▸ **WHAT TO WORK ON**
Gather all lines in the data that hold the string "note".

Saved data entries
__________________________________________________
use easyrepo_core::db::{latest_version, open_db, open_db_in_memory, DbError, Migration};
use rusqlite::Connection;

const MIGRATIONS: &[Migration] = &[
    Migration::new(
        1,
        "CREATE TABLE note (id INTEGER PRIMARY KEY, body TEXT NOT NULL);",
    ),
    Migration::new(2, "ALTER TABLE note ADD COLUMN pinned INTEGER NOT NULL DEFAULT 0;"),
];

#[test]
fn open_db_in_memory_applies_all_migrations() {
    let conn = open_db_in_memory(MIGRATIONS).unwrap();

    assert_eq!(schema_version(&conn), latest_version(MIGRATIONS));
    assert_table_exists(&conn, "note");
    let foreign_keys: i64 = conn
        .query_row("PRAGMA foreign_keys;", [], |row| row.get(0))
        .unwrap();
    assert_eq!(foreign_keys, 1);
}

#[test]
fn open_without_migrations_leaves_schema_untouched() {
    let conn = open_db_in_memory(&[]).unwrap();
    assert_eq!(schema_version(&conn), 0);
}

#[test]
fn reopening_same_database_is_idempotent() {
    let dir = tempfile::tempdir().unwrap();
    let path = dir.path().join("easyrepo.db");

    let conn_first = open_db(&path, &MIGRATIONS[..1]).unwrap();
    assert_eq!(schema_version(&conn_first), 1);
    drop(conn_first);

    let conn_second = open_db(&path, MIGRATIONS).unwrap();
    assert_eq!(schema_version(&conn_second), 2);
    conn_second
        .execute("INSERT INTO note (id, body, pinned) VALUES (1, 'x', 1);", [])
        .unwrap();
}

#[test]
fn opening_database_with_newer_schema_version_returns_error() {
    let dir = tempfile::tempdir().unwrap();
    let path = dir.path().join("future.db");

    let conn = Connection::open(&path).unwrap();
    conn.execute_batch("PRAGMA user_version = 999;").unwrap();
    drop(conn);

    let err = open_db(&path, MIGRATIONS).unwrap_err();
    match err {
        DbError::UnsupportedSchemaVersion {
            db_version,
            latest_supported,
        } => {
            assert_eq!(db_version, 999);
            assert_eq!(latest_supported, latest_version(MIGRATIONS));
        }
        other => panic!("unexpected error: {other}"),
    }
}

fn schema_version(conn: &Connection) -> u32 {
    conn.query_row("PRAGMA user_version;", [], |row| row.get(0))
        .unwrap()
}

fn assert_table_exists(conn: &Connection, table_name: &str) {
    let exists: i64 = conn
        .query_row(
            "SELECT EXISTS(
                SELECT 1
                FROM sqlite_master
                WHERE type = 'table' AND name = ?1
            );",
            [table_name],
            |row| row.get(0),
        )
        .unwrap();
    assert_eq!(exists, 1, "table {table_name} does not exist");
}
__________________________________________________
▸ **OUTPUT FOR THIS EXERCISE**
        "CREATE TABLE note (id INTEGER PRIMARY KEY, body TEXT NOT NULL);",
    Migration::new(2, "ALTER TABLE note ADD COLUMN pinned INTEGER NOT NULL DEFAULT 0;"),
    assert_table_exists(&conn, "note");
        .execute("INSERT INTO note (id, body, pinned) VALUES (1, 'x', 1);", [])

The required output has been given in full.